Sono passati cinquant'anni dai cosiddetti “anni di piombo”, dalle stagioni del terrorismo che hanno infangato e impaurito l'Italia, ma è ancora difficile parlarne, complicato non giudicare, non schierarsi, impossibile rimanere, per chi li ha vissuti, impassibile e neutrale. Li abbiamo voluti rimuovere con l'euforia degli anni '80, la musica dance, gli elettrodomestici presi a rate del boom economico, i Campionati del Mondo di Pertini. Non ci siamo riusciti. I '70 stanno ancora lì imperterriti, impettiti, ognuno con le sue ragioni mentre il mondo intorno è cambiato, rivoltato, mutato, sventrato e quelle teorie e dogmi ci sembrano oggi così assurdi, così lontani, così distanti da poter essere capiti fino in fondo. Che cosa spingeva un giovane universitario a seguire l'influsso dei Cattivi Maestri, cosa portava un operaio ad abbracciare la lotta armata? Prendere una pistola e fare occhio per occhio, dente per dente?
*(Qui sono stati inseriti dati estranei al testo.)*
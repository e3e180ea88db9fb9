//! Scene types for the raycaster.
//!
//! A `Scene` is an immutable snapshot: it is built once from a camera,
//! objects, and lights, with plane normals and spotlight directions
//! normalized on the way in, and never changes during a render.

use raycast_math::{Color, Vec3};

/// Specular exponent used when a surface does not set one.
pub const DEFAULT_SHININESS: f64 = 20.0;

/// View plane extent at unit distance along +Z from the origin.
#[derive(Debug, Clone, Copy, Default, PartialEq)]
pub struct Camera {
    /// Horizontal extent of the view plane
    pub width: f64,
    /// Vertical extent of the view plane
    pub height: f64,
}

impl Camera {
    /// Create a new camera.
    pub fn new(width: f64, height: f64) -> Self {
        Self { width, height }
    }
}

/// Shape of a scene object.
#[derive(Debug, Clone, Copy, PartialEq)]
pub enum Geometry {
    Sphere { center: Vec3, radius: f64 },
    /// `normal` is unit length once the plane is inside a `Scene`.
    Plane { point: Vec3, normal: Vec3 },
    /// Y-axis aligned cylinder. Can be described but not traced.
    Cylinder { center: Vec3, radius: f64, height: f64 },
}

impl Geometry {
    /// Short name of the geometry type, for logs and errors.
    pub fn kind(&self) -> &'static str {
        match self {
            Geometry::Sphere { .. } => "sphere",
            Geometry::Plane { .. } => "plane",
            Geometry::Cylinder { .. } => "cylinder",
        }
    }

    fn normalized(self) -> Self {
        match self {
            Geometry::Plane { point, normal } => Geometry::Plane {
                point,
                normal: normal.normalize_or_zero(),
            },
            other => other,
        }
    }
}

/// Surface response to light.
#[derive(Debug, Clone, Copy, PartialEq)]
pub struct Surface {
    /// Diffuse (matte) color
    pub diffuse: Color,
    /// Specular highlight color
    pub specular: Color,
    /// Specular exponent
    pub shininess: f64,
}

impl Default for Surface {
    fn default() -> Self {
        Self {
            diffuse: Color::ZERO,
            specular: Color::ONE,
            shininess: DEFAULT_SHININESS,
        }
    }
}

/// A piece of geometry with its surface.
#[derive(Debug, Clone, Copy, PartialEq)]
pub struct SceneObject {
    pub geometry: Geometry,
    pub surface: Surface,
}

impl SceneObject {
    /// Create an object with a white specular color and default shininess.
    pub fn new(geometry: Geometry, diffuse: Color) -> Self {
        Self {
            geometry,
            surface: Surface {
                diffuse,
                ..Default::default()
            },
        }
    }

    /// Create a sphere.
    pub fn sphere(center: Vec3, radius: f64, diffuse: Color) -> Self {
        Self::new(Geometry::Sphere { center, radius }, diffuse)
    }

    /// Create a plane. The normal does not need to be unit length.
    pub fn plane(point: Vec3, normal: Vec3, diffuse: Color) -> Self {
        Self::new(Geometry::Plane { point, normal }, diffuse)
    }

    /// Set the specular color.
    pub fn with_specular(mut self, specular: Color) -> Self {
        self.surface.specular = specular;
        self
    }

    /// Set the specular exponent.
    pub fn with_shininess(mut self, shininess: f64) -> Self {
        self.surface.shininess = shininess;
        self
    }
}

/// Distance falloff `1 / (a2*d^2 + a1*d + a0)`.
#[derive(Debug, Clone, Copy, PartialEq)]
pub struct RadialAttenuation {
    /// a0
    pub constant: f64,
    /// a1
    pub linear: f64,
    /// a2
    pub quadratic: f64,
}

impl Default for RadialAttenuation {
    fn default() -> Self {
        Self {
            constant: 1.0,
            linear: 0.0,
            quadratic: 0.0,
        }
    }
}

impl RadialAttenuation {
    /// Create a new attenuation from (a0, a1, a2).
    pub fn new(constant: f64, linear: f64, quadratic: f64) -> Self {
        Self {
            constant,
            linear,
            quadratic,
        }
    }

    /// Attenuation factor at `distance` from the light.
    ///
    /// A light at infinity is never attenuated.
    pub fn factor(&self, distance: f64) -> f64 {
        if distance == f64::INFINITY {
            return 1.0;
        }
        1.0 / (self.quadratic * distance * distance + self.linear * distance + self.constant)
    }
}

/// A point light, or a spotlight when direction, cone angle, and falloff are all set.
#[derive(Debug, Clone, Copy, PartialEq)]
pub struct Light {
    pub position: Vec3,
    /// Spotlight axis. Zero for omnidirectional lights.
    pub direction: Vec3,
    pub color: Color,
    /// Spotlight cone angle in degrees
    pub cone_angle: f64,
    /// Angular falloff exponent
    pub angular_falloff: f64,
    pub radial: RadialAttenuation,
}

impl Light {
    /// Create an omnidirectional point light with no attenuation.
    pub fn point(position: Vec3, color: Color) -> Self {
        Self {
            position,
            direction: Vec3::ZERO,
            color,
            cone_angle: 0.0,
            angular_falloff: 0.0,
            radial: RadialAttenuation::default(),
        }
    }

    /// Turn this light into a spotlight.
    pub fn with_spot(mut self, direction: Vec3, cone_angle: f64, angular_falloff: f64) -> Self {
        self.direction = direction;
        self.cone_angle = cone_angle;
        self.angular_falloff = angular_falloff;
        self
    }

    /// Set radial attenuation.
    pub fn with_radial(mut self, radial: RadialAttenuation) -> Self {
        self.radial = radial;
        self
    }

    /// True if angular attenuation applies to this light.
    pub fn is_spot(&self) -> bool {
        self.cone_angle != 0.0 && self.angular_falloff != 0.0 && self.direction != Vec3::ZERO
    }

    fn normalized(self) -> Self {
        Self {
            direction: self.direction.normalize_or_zero(),
            ..self
        }
    }
}

/// Immutable scene snapshot consumed by the renderer.
#[derive(Debug, Clone, Default)]
pub struct Scene {
    camera: Camera,
    objects: Vec<SceneObject>,
    lights: Vec<Light>,
}

impl Scene {
    /// Build a scene, normalizing plane normals and light directions.
    ///
    /// Zero-length vectors stay zero. Object and light order is preserved.
    pub fn new(camera: Camera, objects: Vec<SceneObject>, lights: Vec<Light>) -> Self {
        let objects = objects
            .into_iter()
            .map(|object| SceneObject {
                geometry: object.geometry.normalized(),
                ..object
            })
            .collect();
        let lights = lights.into_iter().map(Light::normalized).collect();

        Self {
            camera,
            objects,
            lights,
        }
    }

    pub fn camera(&self) -> Camera {
        self.camera
    }

    pub fn objects(&self) -> &[SceneObject] {
        &self.objects
    }

    pub fn lights(&self) -> &[Light] {
        &self.lights
    }

    /// True if the scene has no objects and no lights.
    pub fn is_empty(&self) -> bool {
        self.objects.is_empty() && self.lights.is_empty()
    }
}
E' per questo che l'operazione di Emiliano Brioschi (suoi testo e regia) risulta complessa e sfaccettata, dinamica e senza soluzioni: “Life”, un titolo di speranza, positivo, vita, una parola che sembra rifulgere, splendere, un termine che si getta a capofitto nel futuro. Invece, simbolicamente e ossimoricamente e paradossalmente, la sua scrittura parla costantemente di morte mettendo di fronte (anzi di lato senza mai guardarsi o sfiorarsi né toccarsi, storie parallele che non si incontreranno nemmeno all'infinito), a confronto il carcere di Ulrike Meinhof (interpretata da Cinzia Spanò, sempre dentro le parole), terrorista tedesca, con la prigionia di Roberto Peci, giustiziato dalle Brigate Rosse dopo 54 giorni (come Aldo Moro, raLIFE 2.jpgccontato così bene da Daniele Timpano in “Aldo Morto”) di processo proletario illegittimo. Il campo è e resta scivoloso.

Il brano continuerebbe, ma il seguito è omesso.